Work instructions
Please say how many lines in the records contain the word "grid", giving only the number.
___ Data ___
//! `/health` response shape.

use serde::Serialize;
use uuid::Uuid;

#[derive(Debug, Clone, Serialize)]
pub struct HealthResponse {
    pub store_ok: bool,
    pub vector_store_ok: bool,
    pub active_session_id: Option<Uuid>,
    pub version: &'static str,
    pub uptime_secs: u64,
}
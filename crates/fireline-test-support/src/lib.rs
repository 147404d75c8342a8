//! Shared test fixtures: reference encoders (the parsers' inverse) and
//! synthetic reading generators, used only from `[dev-dependencies]`.
//!
//! A small crate of fixture helpers shared across the workspace's test
//! suites rather than duplicated per-crate.

use fireline_protocol::{reading::FOOT_VALUES_LEN, Device};

/// Encode a foot frame the way a reference sensor firmware would, laying
/// 18 active values back onto the 24-slot grid with the excluded slots
/// filled with a sentinel (0.0, since foot pressure can't be negative in
/// practice and the parser does not special-case it either way).
pub fn encode_foot_frame(device: Device, values: &[f64; FOOT_VALUES_LEN]) -> String {
    const EXCLUDED: [usize; 6] = [8, 12, 16, 19, 20, 23];
    let mut grid = [0.0f64; 24];
    let mut active_i = 0;
    for i in 0..24 {
        if EXCLUDED.contains(&i) {
            continue;
        }
        grid[i] = values[active_i];
        active_i += 1;
    }
    let prefix = match device {
        Device::LeftFoot => "L_",
        Device::RightFoot => "R_",
        Device::Accelerometer => panic!("accelerometer has no foot frame encoding"),
    };
    let groups: Vec<String> = grid
        .chunks(4)
        .map(|chunk| {
            format!(
                "[{}]",
                chunk
                    .iter()
                    .map(format_decimal)
                    .collect::<Vec<_>>()
                    .join(",")
            )
        })
        .collect();
    format!("{prefix}[{}]", groups.join(","))
}

fn format_decimal(v: &f64) -> String {
    if v.fract() == 0.0 {
        format!("{}", *v as i64)
    } else {
        format!("{v}")
    }
}

/// Encode a 20-byte accelerometer frame from physical units, inverting the
/// parser's `raw/32768 * range` scaling.
pub fn encode_accel_frame(acc: [f64; 3], gyro: [f64; 3], angle: [f64; 3]) -> [u8; 20] {
    let mut frame = [0u8; 20];
    frame[0] = 0x55;
    frame[1] = 0x61;

    let unscale = |v: f64, range: f64| -> i16 { ((v / range) * 32768.0).round() as i16 };

    let raws = [
        unscale(acc[0], 16.0),
        unscale(acc[1], 16.0),
        unscale(acc[2], 16.0),
        unscale(gyro[0], 2000.0),
        unscale(gyro[1], 2000.0),
        unscale(gyro[2], 2000.0),
        unscale(angle[0], 180.0),
        unscale(angle[1], 180.0),
        unscale(angle[2], 180.0),
    ];

    for (i, raw) in raws.iter().enumerate() {
        let bytes = raw.to_le_bytes();
        frame[2 + i * 2] = bytes[0];
        frame[2 + i * 2 + 1] = bytes[1];
    }

    frame
}

/// A deterministic synthetic foot reading for tests that don't care about
/// exact values, only shape.
pub fn synthetic_foot_values(fill: f64) -> [f64; FOOT_VALUES_LEN] {
    [fill; FOOT_VALUES_LEN]
}

#[cfg(test)]
mod tests {
    use super::*;
    use fireline_parse::{parse_accel_frame, parse_foot_frame};

    #[test]
    fn foot_frame_parse_inverts_encode() {
        let values: [f64; FOOT_VALUES_LEN] = core::array::from_fn(|i| i as f64);
        let encoded = encode_foot_frame(Device::LeftFoot, &values);
        let parsed = parse_foot_frame(&encoded).unwrap();
        assert_eq!(parsed.values, values);
    }

    #[test]
    fn accel_frame_parse_inverts_encode_modulo_rounding() {
        let acc = [1.0, -2.0, 8.0];
        let gyro = [10.0, -20.0, 30.0];
        let angle = [90.0, -45.0, 0.0];
        let encoded = encode_accel_frame(acc, gyro, angle);
        let parsed = parse_accel_frame(&encoded).unwrap();
        assert_eq!(parsed.acc.as_array(), acc);
        assert_eq!(parsed.gyro.as_array(), gyro);
        assert_eq!(parsed.angle.as_array(), angle);
    }
}
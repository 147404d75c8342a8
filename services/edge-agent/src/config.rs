//! Edge agent configuration loading.
//!
//! TOML is the sole config source. Default path:
//! `/etc/fireline/edge-agent.toml`.
//!
//! Required fields: `schema_version = 1`, `server.url`, `auth.device_key`,
//! and BLE peer addresses for all three sensors under `[sensors.*]`.

use serde::Deserialize;
use std::path::Path;
use std::time::Duration;

#[derive(Debug, Clone)]
pub struct EdgeConfig {
    pub schema_version: u32,
    pub device_key: String,
    pub server: ServerConfig,
    pub local_store: LocalStoreConfig,
    pub retry: RetryConfig,
    pub sensors: SensorsConfig,
}

#[derive(Debug, Clone)]
pub struct ServerConfig {
    pub url: String,
}

#[derive(Debug, Clone)]
pub struct LocalStoreConfig {
    pub foot_sqlite_path: String,
    pub accel_sqlite_path: String,
    pub retention: Duration,
}

#[derive(Debug, Clone)]
pub struct RetryConfig {
    pub poll_interval: Duration,
    pub max_records: u32,
    pub base_backoff: Duration,
    pub max_backoff: Duration,
    pub webhook_urls: Vec<String>,
}

#[derive(Debug, Clone)]
pub struct SensorsConfig {
    pub left_foot: SensorConfig,
    pub right_foot: SensorConfig,
    pub accelerometer: SensorConfig,
}

#[derive(Debug, Clone)]
pub struct SensorConfig {
    pub peer_address: String,
    pub throttle: u32,
    pub max_connect_attempts: u32,
}

// ---------------------------------------------------------------------------
// Raw TOML deserialization types
// ---------------------------------------------------------------------------

#[derive(Debug, Deserialize)]
struct RawConfig {
    schema_version: Option<u32>,
    auth: Option<RawAuthConfig>,
    server: Option<RawServerConfig>,
    local_store: Option<RawLocalStoreConfig>,
    retry: Option<RawRetryConfig>,
    sensors: Option<RawSensorsConfig>,
}

#[derive(Debug, Deserialize)]
struct RawAuthConfig {
    device_key: Option<String>,
}

#[derive(Debug, Deserialize)]
struct RawServerConfig {
    url: Option<String>,
}

#[derive(Debug, Deserialize)]
struct RawLocalStoreConfig {
    foot_sqlite_path: Option<String>,
    accel_sqlite_path: Option<String>,
    retention_hours: Option<u64>,
}

#[derive(Debug, Deserialize)]
struct RawRetryConfig {
    poll_interval_secs: Option<u64>,
    max_records: Option<u32>,
    base_backoff_secs: Option<u64>,
    max_backoff_secs: Option<u64>,
    webhook_urls: Option<Vec<String>>,
}

#[derive(Debug, Deserialize)]
struct RawSensorsConfig {
    left_foot: Option<RawSensorConfig>,
    right_foot: Option<RawSensorConfig>,
    accelerometer: Option<RawSensorConfig>,
}

#[derive(Debug, Deserialize)]
struct RawSensorConfig {
    peer_address: Option<String>,
    throttle: Option<u32>,
    max_connect_attempts: Option<u32>,
}

// ---------------------------------------------------------------------------
// Public API
// ---------------------------------------------------------------------------

pub fn load_config_from_path(path: &Path) -> Result<EdgeConfig, ConfigError> {
    let toml_str = std::fs::read_to_string(path)
        .map_err(|e| ConfigError::Io(format!("reading config file '{}': {}", path.display(), e)))?;
    load_config_from_str(&toml_str)
}

pub fn load_config() -> Result<EdgeConfig, ConfigError> {
    load_config_from_path(Path::new("/etc/fireline/edge-agent.toml"))
}

pub fn load_config_from_str(toml_str: &str) -> Result<EdgeConfig, ConfigError> {
    let raw: RawConfig = toml::from_str(toml_str).map_err(|e| ConfigError::Parse(e.to_string()))?;

    let schema_version = raw
        .schema_version
        .ok_or_else(|| ConfigError::MissingField("schema_version".to_owned()))?;
    if schema_version != 1 {
        return Err(ConfigError::InvalidValue(format!(
            "schema_version must be 1, got {}",
            schema_version
        )));
    }

    let device_key = raw
        .auth
        .and_then(|a| a.device_key)
        .ok_or_else(|| ConfigError::MissingField("auth.device_key".to_owned()))?;

    let server_url = raw
        .server
        .and_then(|s| s.url)
        .ok_or_else(|| ConfigError::MissingField("server.url".to_owned()))?;

    let local_store = match raw.local_store {
        Some(l) => LocalStoreConfig {
            foot_sqlite_path: l
                .foot_sqlite_path
                .unwrap_or_else(|| "/var/lib/fireline/foot.sqlite3".to_owned()),
            accel_sqlite_path: l
                .accel_sqlite_path
                .unwrap_or_else(|| "/var/lib/fireline/accel.sqlite3".to_owned()),
            retention: Duration::from_secs(l.retention_hours.unwrap_or(24) * 3600),
        },
        None => LocalStoreConfig {
            foot_sqlite_path: "/var/lib/fireline/foot.sqlite3".to_owned(),
            accel_sqlite_path: "/var/lib/fireline/accel.sqlite3".to_owned(),
            retention: Duration::from_secs(24 * 3600),
        },
    };

    let retry = match raw.retry {
        Some(r) => RetryConfig {
            poll_interval: Duration::from_secs(r.poll_interval_secs.unwrap_or(30)),
            max_records: r.max_records.unwrap_or(100),
            base_backoff: Duration::from_secs(r.base_backoff_secs.unwrap_or(60)),
            max_backoff: Duration::from_secs(r.max_backoff_secs.unwrap_or(3600)),
            webhook_urls: r.webhook_urls.unwrap_or_default(),
        },
        None => RetryConfig {
            poll_interval: Duration::from_secs(30),
            max_records: 100,
            base_backoff: Duration::from_secs(60),
            max_backoff: Duration::from_secs(3600),
            webhook_urls: Vec::new(),
        },
    };

    let raw_sensors = raw
        .sensors
        .ok_or_else(|| ConfigError::MissingField("sensors".to_owned()))?;

    let left_foot = sensor_config("sensors.left_foot", raw_sensors.left_foot)?;
    let right_foot = sensor_config("sensors.right_foot", raw_sensors.right_foot)?;
    let accelerometer = sensor_config("sensors.accelerometer", raw_sensors.accelerometer)?;

    Ok(EdgeConfig {
        schema_version,
        device_key,
        server: ServerConfig { url: server_url },
        local_store,
        retry,
        sensors: SensorsConfig {
            left_foot,
            right_foot,
            accelerometer,
        },
    })
}

fn sensor_config(
    field_prefix: &str,
    raw: Option<RawSensorConfig>,
) -> Result<SensorConfig, ConfigError> {
    let raw = raw.ok_or_else(|| ConfigError::MissingField(field_prefix.to_owned()))?;
    let peer_address = raw
        .peer_address
        .ok_or_else(|| ConfigError::MissingField(format!("{field_prefix}.peer_address")))?;
    Ok(SensorConfig {
        peer_address,
        throttle: raw.throttle.unwrap_or(1),
        max_connect_attempts: raw.max_connect_attempts.unwrap_or(5),
    })
}

#[derive(Debug, thiserror::Error)]
pub enum ConfigError {
    #[error("IO error: {0}")]
    Io(String),
    #[error("parse error: {0}")]
    Parse(String),
    #[error("missing required field: {0}")]
    MissingField(String),
    #[error("invalid config value: {0}")]
    InvalidValue(String),
}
___
Solution below
4